March 11, 2015
A recent piece in Xinhua posits that a two-party state would have crippled China’s development.
With China’s National Party Congress holding its annual session in Beijing, Xinhua was inspired to run a piece lauding how China’s “unique model of governance has transformed the ancient middle kingdom into the world’s second largest economy.” Such pieces are not uncommon in China’s state media, but this piece adopted an interesting angle: it asked how things might have played out if China had instead adopted a bipartisan system, like the U.S. model.
Unsurprisingly, Xinhua concludes that such a system (though “not inherently problematic”) “would have been incompatible to a country where efficiency has driven remarkable economic growth and social development.” In particular, Xinhua argues that the lobbying and “seemingly endless political bickering inherent in the Western model” would have prevented China’s government from carrying out necessary reforms. The piece highlights a number of areas where progress would have been “out of the question” if interest groups and inter-party bickering ruled the day: China’s November 2014 commitment to reduce carbon emissions, massive poverty reduction over the past 30 years, and a rapidly growing GDP.
In its hypothetical, Xinhua warned that a bipartisan China “at best … would have been another India.” In a worse scenario, the piece points to the example of democracies in Africa that have been plagued by “civil wars, military junta, coup d’etats and the ‘curse of resources’ for decades.” The article also warns that a more democratic system in China could have led to fiscal instability and “an inflated military budget” for the PLA.
More broadly, Xinhua warns:
“A system that allows plurality is fertile ground for election rigging, vote buying and the silencing of minorities. In a country as ethnically and geographically diverse as China, the fires of opposition would have been stoked and the nation divided.”
This is the age-old defense of China’s one-party rule as the source of all positive developments in the last 60 years (with a particular focus on recent development since China’s “reform and opening up” period began in 1978). The argument is simply that Western-style multi-party democracies are inherently a bad fit for China. Such a system, the logic goes, wouldn’t allow for the political efficiency China needs to rapidly develop; worse, multi-party wrangling could foster political divisions that would tear the country apart (an appeal to the deep-seated emphasis on protecting China’s unity and sovereignty). It’s essentially the same pro-efficiency argument made by Eric Li in his July 2013 TED talk (an argument rebutted here by Yasheng Huang).
Implicit in this argument is an assumption often made more explicitly by Chinese officials – in China’s conception of human rights, freedom and democracy come in a distant second to fulfilling basic human needs. China’s argument has long been that, by lifting people out of poverty, it is doing a greater service to human rights than could be gained by a transition to Western-style democracy. The Xinhua piece implies that people must choose between democracy or prosperity – and that China’s path of rapid development and one-party rule is automatically superior to, say, India’s democratic system and slower economic development.

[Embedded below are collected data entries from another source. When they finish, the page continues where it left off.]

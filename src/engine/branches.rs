// Copyright (c) 2025 Steve Wagner (ciroque@live.com)
// SPDX-License-Identifier: MIT

//! Rejoin barrier for dynamically spawned branches.
//!
//! A fan-out element declares the branch ids it is about to spawn; every
//! branch reports its result under its id; the rejoin element observes the
//! set on each invocation. Completion is declared exactly once, on the first
//! observation where the reported ids equal the expected ids. Nothing ever
//! waits on the set: an incomplete observation simply returns and the rejoin
//! element is invoked again when the next branch reports.
//!
//! A `BranchSet` lives in [`StreamVariables`](crate::engine::StreamVariables),
//! so every access happens under the stream's variables lock and concurrent
//! branch reports can't race.

use serde_json::Value;
use std::collections::{BTreeMap, BTreeSet};

#[derive(Debug, Clone, PartialEq)]
pub enum BranchObservation {
    /// Some expected branches have not reported yet
    Pending { missing: Vec<String> },
    /// Every expected branch has reported; results keyed by branch id
    Complete(BTreeMap<String, Value>),
    /// Completion was already declared by an earlier observation
    AlreadyComplete,
}

#[derive(Debug, Clone, Default)]
pub struct BranchSet {
    expected: BTreeSet<String>,
    reported: BTreeMap<String, Value>,
    completed: bool,
}

impl BranchSet {
    pub fn new() -> Self {
        Self::default()
    }

    /// Start a new fan-out, discarding results of any previous one.
    pub fn expect<I, S>(&mut self, branch_ids: I)
    where
        I: IntoIterator<Item = S>,
        S: Into<String>,
    {
        self.expected = branch_ids.into_iter().map(Into::into).collect();
        self.reported.clear();
        self.completed = false;
    }

    /// Record a branch result. A repeated report replaces the earlier value.
    pub fn report(&mut self, branch_id: impl Into<String>, result: Value) {
        self.reported.insert(branch_id.into(), result);
    }

    pub fn expected(&self) -> &BTreeSet<String> {
        &self.expected
    }

    pub fn reported(&self) -> &BTreeMap<String, Value> {
        &self.reported
    }

    pub fn is_complete(&self) -> bool {
        self.completed
    }

    /// Compare reported ids with expected ids.
    pub fn observe(&mut self) -> BranchObservation {
        if self.completed {
            return BranchObservation::AlreadyComplete;
        }

        let reported: BTreeSet<&String> = self.reported.keys().collect();
        let expected: BTreeSet<&String> = self.expected.iter().collect();
        if reported == expected {
            self.completed = true;
            BranchObservation::Complete(self.reported.clone())
        } else {
            let missing = self
                .expected
                .iter()
                .filter(|id| !self.reported.contains_key(*id))
                .cloned()
                .collect();
            BranchObservation::Pending { missing }
        }
    }
}

#[cfg(test)]
mod tests {
    use super::*;
    use serde_json::json;

    #[test]
    fn test_partial_then_complete() {
        let mut branches = BranchSet::new();
        branches.expect(["pe_x", "pe_y"]);

        branches.report("pe_x", json!("x"));
        assert_eq!(
            branches.observe(),
            BranchObservation::Pending {
                missing: vec!["pe_y".to_string()]
            }
        );

        branches.report("pe_y", json!("y"));
        match branches.observe() {
            BranchObservation::Complete(results) => {
                assert_eq!(results.get("pe_x"), Some(&json!("x")));
                assert_eq!(results.get("pe_y"), Some(&json!("y")));
            }
            other => panic!("Expected completion, got {:?}", other),
        }
        assert_eq!(branches.observe(), BranchObservation::AlreadyComplete);
    }

    #[test]
    fn test_arrival_order_does_not_change_results() {
        let mut forward = BranchSet::new();
        forward.expect(["a", "b", "c"]);
        for id in ["a", "b", "c"] {
            forward.report(id, json!(id));
        }

        let mut backward = BranchSet::new();
        backward.expect(["a", "b", "c"]);
        for id in ["c", "b", "a"] {
            backward.report(id, json!(id));
        }

        assert_eq!(forward.observe(), backward.observe());
    }

    #[test]
    fn test_unexpected_report_prevents_completion() {
        let mut branches = BranchSet::new();
        branches.expect(["a"]);
        branches.report("a", json!(1));
        branches.report("stray", json!(2));
        assert!(matches!(
            branches.observe(),
            BranchObservation::Pending { .. }
        ));
        assert!(!branches.is_complete());
    }

    #[test]
    fn test_expect_resets_previous_fan_out() {
        let mut branches = BranchSet::new();
        branches.expect(["a"]);
        branches.report("a", json!(1));
        assert!(matches!(branches.observe(), BranchObservation::Complete(_)));

        branches.expect(["b"]);
        assert!(branches.reported().is_empty());
        assert!(matches!(
            branches.observe(),
            BranchObservation::Pending { .. }
        ));
    }

    #[test]
    fn test_empty_fan_out_completes_immediately() {
        let mut branches = BranchSet::new();
        branches.expect(Vec::<String>::new());
        assert_eq!(
            branches.observe(),
            BranchObservation::Complete(BTreeMap::new())
        );
    }
}
// Copyright (c) 2025 Steve Wagner (ciroque@live.com)
// SPDX-License-Identifier: MIT

use async_trait::async_trait;
use std::time::Duration;
use tracing::info;

use crate::backends::local::elements::frame_pass_through;
use crate::engine::{ElementContext, Frame};
use crate::traits::{Element, ElementInit, ElementResponse, Swag};

const MEGABYTE: f64 = 1024.0 * 1024.0;

fn millis(duration: Duration) -> f64 {
    duration.as_secs_f64() * 1000.0
}

/// Render the metrics gathered so far for `frame`.
///
/// Runs mid-path, so pipeline totals cover the elements that have already
/// processed the frame.
pub(crate) fn metrics_report(frame: &Frame, pipeline_start_memory: Option<u64>) -> Vec<String> {
    let mut lines: Vec<String> = frame
        .metrics
        .elements
        .iter()
        .map(|(element, sample)| match sample.memory {
            Some(memory) => format!(
                "{}: {:.3} ms, {:.3} MB",
                element,
                millis(sample.time),
                memory as f64 / MEGABYTE
            ),
            None => format!("{}: {:.3} ms", element, millis(sample.time)),
        })
        .collect();

    let total: Duration = frame.metrics.elements.values().map(|s| s.time).sum();
    lines.push(format!("pipeline_time: {:.3} ms", millis(total)));

    let memory: i64 = frame
        .metrics
        .elements
        .values()
        .filter_map(|s| s.memory)
        .sum();
    lines.push(format!("pipeline_memory: {:.3} MB", memory as f64 / MEGABYTE));

    if let Some(start) = pipeline_start_memory {
        lines.push(format!(
            "pipeline_start_memory: {:.3} MB",
            start as f64 / MEGABYTE
        ));
    }
    lines
}

/// Logs frame metrics every `rate` frames (default 1) when `enable` is set,
/// then passes its declared outputs through.
pub struct MetricsElement {
    outputs: Vec<String>,
}

impl MetricsElement {
    pub fn new(init: &ElementInit) -> Result<Self, String> {
        Ok(Self {
            outputs: init.outputs.clone(),
        })
    }
}

#[async_trait]
impl Element for MetricsElement {
    async fn process_frame(&self, context: &ElementContext<'_>, _inputs: Swag) -> ElementResponse {
        let outputs = frame_pass_through(context, &self.outputs);
        let Some(frame) = context.frame() else {
            return ElementResponse::okay(outputs);
        };
        if !context.parameter_bool("enable", true) {
            return ElementResponse::okay(outputs);
        }

        let rate = context.parameter_i64("rate", 1).max(1).unsigned_abs();
        if frame.frame_id % rate != 0 {
            return ElementResponse::okay(outputs);
        }

        for line in metrics_report(frame, context.pipeline_start_memory()) {
            info!(
                element = context.element_name(),
                stream_id = context.stream_id(),
                frame_id = frame.frame_id,
                "{}",
                line
            );
        }
        ElementResponse::okay(outputs)
    }

    fn name(&self) -> &'static str {
        "metrics"
    }
}
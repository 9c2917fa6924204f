// Copyright (c) 2025 Steve Wagner (ciroque@live.com)
// SPDX-License-Identifier: MIT

mod config;
mod element_map;
mod pipeline;

pub use config::ValidationError;
pub use element_map::ElementMapError;
pub use pipeline::PipelineError;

When the Chinese government discusses Western-style democracy, it inevitably paints a picture of the dire consequences that would result from importing this model to China. In effect, the CCP poses a choice to the Chinese people: choose democracy and China will be poor, fractured, and weak. Beijing, of course, automatically makes the choice for wealth, unity, and strength — for continued one-party rule — on behalf of its people. The narrative is littered with cautionary tales — the chaos left by the “Arab Spring”; the problems caused by Soviet collapse — without mention of successful stories of democratic transitions (including some cases that unfolded in Beijing’s backward, in South Korea and Taiwan).
The Xinhua piece may be a subtle rejoinder to David Shambaugh’s recent assertion that the “endgame of Chinese communist rule has now begun.” As Chen Dingding pointed out in a rebuttal piece for The National Interest, Shambaugh is well-known in China and “Chinese scholars and officials will take his opinions seriously.” Taking Shambaugh’s argument seriously necessitates a response; in this case, returning to the old argument that democracy and rapid economic growth are incompatible (at least in China). China’s leaders insist their system won’t collapse for the simple reason that it is the only possible system for China.
As Chen explains in his piece, in China “democracy is seen as a means, rather than as an end.” Thus the CCP’s insistence that democracy is an ineffective means of solving China’s problems (despite Western insistence that a free press and a system of checks and balances are essential for improving some of China’s governance issues). In the Xinhua argument, there’s no value placed on democracy in and of itself — a far cry from West, where democracy is seen as inherently valuable (and thus worth a sacrifice in terms of political efficiency). Envious Americans (such as New York Times columnist Thomas Friedman) might express wistful admiration of Beijing’s ability to ‘get things done,’ but if push came to shove few (if any) would actually choose to trade U.S. democracy for CCP rule.